═══ RECORDS FOR THE EXERCISE ═══

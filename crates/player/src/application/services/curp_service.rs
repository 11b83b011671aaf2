//! CURP Service - Application service for the code-generation call
//!
//! Converts a validated identity snapshot into the wire request, performs the
//! single POST through `RawApiPort`, and turns the response into a `CurpCode`.
//! The whole call is bounded by the configured request timeout.

use std::future::Future;
use std::sync::Arc;
use std::time::Duration;

use curpgen_domain::{CurpCode, IdentityAttributes};
use curpgen_shared::{CurpResponse, GenerateCurpRequest};

use crate::application::config::ClientConfig;
use crate::application::error::ServiceError;
use crate::ports::outbound::{ApiError, RawApiPort};

/// Build the wire request for a validated snapshot.
pub fn to_generate_request(attrs: &IdentityAttributes) -> GenerateCurpRequest {
    GenerateCurpRequest {
        first_name: attrs.first_name().to_string(),
        father_surname: attrs.father_surname().to_string(),
        mother_surname: attrs.mother_surname().to_string(),
        birth_date: attrs.birth_date_iso(),
        gender: attrs.gender().as_code().to_string(),
        birth_state: attrs.birth_state().to_string(),
    }
}

/// Service for generating identity codes
#[derive(Clone)]
pub struct CurpService {
    api: Arc<dyn RawApiPort>,
    config: ClientConfig,
}

impl CurpService {
    pub fn new(api: Arc<dyn RawApiPort>, config: ClientConfig) -> Self {
        Self { api, config }
    }

    /// Ask the service for the code of `attrs`.
    pub async fn generate(&self, attrs: &IdentityAttributes) -> Result<CurpCode, ServiceError> {
        let request = to_generate_request(attrs);
        let body =
            serde_json::to_value(&request).map_err(|e| ApiError::SerializeError(e.to_string()))?;

        tracing::debug!(endpoint = self.config.endpoint(), "Requesting CURP");

        let value = with_timeout(
            self.config.request_timeout(),
            self.api.post_json(self.config.endpoint(), &body),
        )
        .await?;

        if value.get("curp").is_none() {
            return Err(ServiceError::MissingCode);
        }
        let response: CurpResponse =
            serde_json::from_value(value).map_err(|e| ApiError::ParseError(e.to_string()))?;

        CurpCode::new(response.curp).map_err(|_| ServiceError::MissingCode)
    }
}

#[cfg(not(target_arch = "wasm32"))]
async fn with_timeout<T>(
    timeout: Duration,
    call: impl Future<Output = Result<T, ApiError>>,
) -> Result<T, ApiError> {
    tokio::time::timeout(timeout, call)
        .await
        .map_err(|_| ApiError::Timeout)?
}

#[cfg(target_arch = "wasm32")]
async fn with_timeout<T>(
    timeout: Duration,
    call: impl Future<Output = Result<T, ApiError>>,
) -> Result<T, ApiError> {
    use futures_util::future::{select, Either};
    use gloo_timers::future::TimeoutFuture;

    let millis = u32::try_from(timeout.as_millis()).unwrap_or(u32::MAX);
    match select(Box::pin(call), Box::pin(TimeoutFuture::new(millis))).await {
        Either::Left((result, _)) => result,
        Either::Right(_) => Err(ApiError::Timeout),
    }
}
use dioxus::prelude::*;

use crate::application::FormController;

pub mod presentation;

/// Hook to access the form controller from Dioxus context.
///
/// Provided by the composition root (see `crates/player/src/main.rs`).
pub fn use_form_controller() -> FormController {
    use_context::<FormController>()
}

pub fn app() -> Element {
    rsx! {
        AppRoot {}
    }
}

#[component]
fn AppRoot() -> Element {
    rsx! {
        div {
            class: "app-shell",
            presentation::components::CurpForm {}
        }
    }
}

═══

- _EXERCISE_: Every entry is to be transcribed exactly as it stands.

- _RESULT_:
filename crates/player/src/application/services/curp_service.rs
repository 11b83b011671aaf2
//! CURP Service - Application service for the code-generation call
//!
//! Converts a validated identity snapshot into the wire request, performs the
//! single POST through `RawApiPort`, and turns the response into a `CurpCode`.
//! The whole call is bounded by the configured request timeout.

use std::future::Future;
use std::sync::Arc;
use std::time::Duration;

use curpgen_domain::{CurpCode, IdentityAttributes};
use curpgen_shared::{CurpResponse, GenerateCurpRequest};

use crate::application::config::ClientConfig;
use crate::application::error::ServiceError;
use crate::ports::outbound::{ApiError, RawApiPort};

/// Build the wire request for a validated snapshot.
pub fn to_generate_request(attrs: &IdentityAttributes) -> GenerateCurpRequest {
    GenerateCurpRequest {
        first_name: attrs.first_name().to_string(),
        father_surname: attrs.father_surname().to_string(),
        mother_surname: attrs.mother_surname().to_string(),
        birth_date: attrs.birth_date_iso(),
        gender: attrs.gender().as_code().to_string(),
        birth_state: attrs.birth_state().to_string(),
    }
}

/// Service for generating identity codes
#[derive(Clone)]
pub struct CurpService {
    api: Arc<dyn RawApiPort>,
    config: ClientConfig,
}

impl CurpService {
    pub fn new(api: Arc<dyn RawApiPort>, config: ClientConfig) -> Self {
        Self { api, config }
    }

    /// Ask the service for the code of `attrs`.
    pub async fn generate(&self, attrs: &IdentityAttributes) -> Result<CurpCode, ServiceError> {
        let request = to_generate_request(attrs);
        let body =
            serde_json::to_value(&request).map_err(|e| ApiError::SerializeError(e.to_string()))?;

        tracing::debug!(endpoint = self.config.endpoint(), "Requesting CURP");

        let value = with_timeout(
            self.config.request_timeout(),
            self.api.post_json(self.config.endpoint(), &body),
        )
        .await?;

        if value.get("curp").is_none() {
            return Err(ServiceError::MissingCode);
        }
        let response: CurpResponse =
            serde_json::from_value(value).map_err(|e| ApiError::ParseError(e.to_string()))?;

        CurpCode::new(response.curp).map_err(|_| ServiceError::MissingCode)
    }
}

#[cfg(not(target_arch = "wasm32"))]
async fn with_timeout<T>(
    timeout: Duration,
    call: impl Future<Output = Result<T, ApiError>>,
) -> Result<T, ApiError> {
    tokio::time::timeout(timeout, call)
        .await
        .map_err(|_| ApiError::Timeout)?
}

#[cfg(target_arch = "wasm32")]
async fn with_timeout<T>(
    timeout: Duration,
    call: impl Future<Output = Result<T, ApiError>>,
) -> Result<T, ApiError> {
    use futures_util::future::{select, Either};
    use gloo_timers::future::TimeoutFuture;

    let millis = u32::try_from(timeout.as_millis()).unwrap_or(u32::MAX);
    match select(Box::pin(call), Box::pin(TimeoutFuture::new(millis))).await {
        Either::Left((result, _)) => result,
        Either::Right(_) => Err(ApiError::Timeout),
    }
}
use dioxus::prelude::*;

use crate::application::FormController;

pub mod presentation;

/// Hook to access the form controller from Dioxus context.
///
/// Provided by the composition root (see `crates/player/src/main.rs`).
pub fn use_form_controller() -> FormController {
    use_context::<FormController>()
}

pub fn app() -> Element {
    rsx! {
        AppRoot {}
    }
}

#[component]
fn AppRoot() -> Element {
    rsx! {
        div {
            class: "app-shell",
            presentation::components::CurpForm {}
        }
    }
}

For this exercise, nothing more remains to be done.